Genetic changeability among strains or species may be used professionally by breeders to obtain best plants, birds or animals [13]. In plants, preface of novel experiments concerning sexual crosses between different taxa inside or among strongly allied genera [13]. In bird, some species can hybridize with different species that are plainly noticeable in the genera, Anas platyrhynchos belong to Anseriformes, Phasianus colchicus from Galliformes, and Larus argentatus from Charadriiformes. Entertainingly, those outliers with large sharing rate and leading to ample opening interact together and potentially interact within species. Our query wither these species can hybridize with other more related isolates or breed with other unrelated taxa or isolates (intergeneric hybridization) was appeared [9,14]. Plant hybridization was start from ten of years but until now it face many problems until obtaining flourishing interspecies hybridization. Therefore, the present review aimed to focusing light on different area of hybridization and its effects in modeling biological isolates and explaining the progression relations inside species.

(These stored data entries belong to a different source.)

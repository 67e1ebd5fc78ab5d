// SPDX-License-Identifier: MIT OR Apache-2.0
//! Synchronous publish/subscribe notifications for graph changes.

use crate::connection::{Connection, ConnectionId};
use crate::node::{NodeId, SharedNode};
use crate::socket::{Socket, SocketKind};
use parking_lot::Mutex;
use std::collections::HashMap;
use std::fmt;
use std::sync::Arc;

/// Kind of a graph event
#[derive(Debug, Clone, Copy, PartialEq, Eq, Hash)]
pub enum EventKind {
    /// A node was added
    NodeCreated,
    /// A node was removed
    NodeRemoved,
    /// A connection was added
    ConnectionAdded,
    /// A connection was removed
    ConnectionRemoved,
}

impl EventKind {
    /// Stable name used by observers outside the process
    pub fn as_str(&self) -> &'static str {
        match self {
            Self::NodeCreated => "nodeCreated",
            Self::NodeRemoved => "nodeRemoved",
            Self::ConnectionAdded => "connectionAdded",
            Self::ConnectionRemoved => "connectionRemoved",
        }
    }
}

impl fmt::Display for EventKind {
    fn fmt(&self, f: &mut fmt::Formatter<'_>) -> fmt::Result {
        f.write_str(self.as_str())
    }
}

/// A committed graph change
#[derive(Debug, Clone)]
pub enum GraphEvent<S: SocketKind = Socket> {
    /// A node was added
    NodeCreated(SharedNode<S>),
    /// A node was removed
    NodeRemoved(NodeId),
    /// A connection was added
    ConnectionAdded(Arc<Connection>),
    /// A connection was removed
    ConnectionRemoved(ConnectionId),
}

impl<S: SocketKind> GraphEvent<S> {
    /// Kind of this event
    pub fn kind(&self) -> EventKind {
        match self {
            Self::NodeCreated(_) => EventKind::NodeCreated,
            Self::NodeRemoved(_) => EventKind::NodeRemoved,
            Self::ConnectionAdded(_) => EventKind::ConnectionAdded,
            Self::ConnectionRemoved(_) => EventKind::ConnectionRemoved,
        }
    }
}

/// Event handler
pub type EventHandler<S = Socket> = Arc<dyn Fn(&GraphEvent<S>) + Send + Sync>;

/// Notifier keyed by event kind.
///
/// Handlers run on the publishing thread, in registration order, and
/// [`publish`](Self::publish) returns once all of them are done. A handler
/// that panics unwinds into the publisher and the remaining handlers for
/// that event are skipped.
pub struct EventBus<S: SocketKind = Socket> {
    listeners: Mutex<HashMap<EventKind, Vec<EventHandler<S>>>>,
}

impl<S: SocketKind> EventBus<S> {
    /// Create a bus with no subscribers
    pub fn new() -> Self {
        Self {
            listeners: Mutex::new(HashMap::new()),
        }
    }

    /// Append a handler for `kind`
    pub fn subscribe(&self, kind: EventKind, handler: impl Fn(&GraphEvent<S>) + Send + Sync + 'static) {
        tracing::debug!(%kind, "event listener registered");
        self.listeners
            .lock()
            .entry(kind)
            .or_default()
            .push(Arc::new(handler));
    }

    /// Deliver `event` to every handler registered for its kind
    pub fn publish(&self, event: &GraphEvent<S>) {
        let kind = event.kind();
        // Handlers run unlocked so they can subscribe or publish themselves.
        let handlers = match self.listeners.lock().get(&kind) {
            Some(handlers) => handlers.clone(),
            None => return,
        };

        for handler in &handlers {
            tracing::debug!(%kind, "dispatching event");
            handler(event);
        }
    }

    /// Number of handlers registered for `kind`
    pub fn handler_count(&self, kind: EventKind) -> usize {
        self.listeners.lock().get(&kind).map_or(0, Vec::len)
    }
}

impl<S: SocketKind> Default for EventBus<S> {
    fn default() -> Self {
        Self::new()
    }
}

impl<S: SocketKind> fmt::Debug for EventBus<S> {
    fn fmt(&self, f: &mut fmt::Formatter<'_>) -> fmt::Result {
        let listeners = self.listeners.lock();
        let mut counts: Vec<_> = listeners.iter().map(|(k, v)| (k.as_str(), v.len())).collect();
        counts.sort_unstable();
        f.debug_struct("EventBus").field("listeners", &counts).finish()
    }
}
// SPDX-License-Identifier: MIT OR Apache-2.0
//! Text node: exposes the current values of its controls as data.

use crate::control::{Control, InputControl, InputControlOptions, InputControlType};
use crate::node::{DataMap, DataProvider, Executor, GraphNode, Node};
use crate::port::Output;
use crate::socket::{Socket, SocketKind};

/// Node whose data output mirrors its control values
#[derive(Debug)]
pub struct TextNode<S: SocketKind = Socket> {
    base: Node<S>,
}

impl<S: SocketKind> TextNode<S> {
    /// Wrap an existing base node
    pub fn new(base: Node<S>) -> Self {
        Self { base }
    }

    /// Create a text node with one text control under `key`
    pub fn with_text(key: &str, initial: &str) -> Self {
        let base = Node::new();
        base.add_control(
            key,
            InputControl::new(InputControlType::Text, InputControlOptions::new(initial)),
        );
        Self { base }
    }

    /// Add the conventional `exec` output and a data output under `key`
    pub fn with_outputs(self, exec: S, data: S, key: &str) -> Self {
        self.base.add_output("exec", Output::new(exec, "exec", true));
        self.base.add_output(key, Output::new(data, key, true));
        self
    }
}

impl<S: SocketKind> Executor for TextNode<S> {
    fn execute(&self, _trigger: &str, forward: &mut dyn FnMut(&str)) {
        forward("exec");
    }
}

impl<S: SocketKind> DataProvider for TextNode<S> {
    fn data(&self, _pull_inputs: &dyn Fn() -> DataMap) -> DataMap {
        let mut values = DataMap::new();
        self.base.controls.for_each(|key, control| {
            values.insert(key.to_owned(), control.value());
        });
        tracing::debug!(node = %self.base.id, ?values, "text node data");
        values
    }
}

impl<S: SocketKind> GraphNode<S> for TextNode<S> {
    fn node(&self) -> &Node<S> {
        &self.base
    }
}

Biologists give the term Hybridization many definitions and can be limited to individuals that are obtained from cross-fertilization among two unlike species. Moreover, hybridization was defined as breeding among two species of the community and the two species were differentiated according to heritable characters [15]. It also mean the genes transferee among individuals by backcrossing. Hybridization may mean the moving of genes among genetic related genera. The terms hybridization or introgression are the most used and give good elasticity in the studies, thus focusing on hybridization and introgression between species was carried out.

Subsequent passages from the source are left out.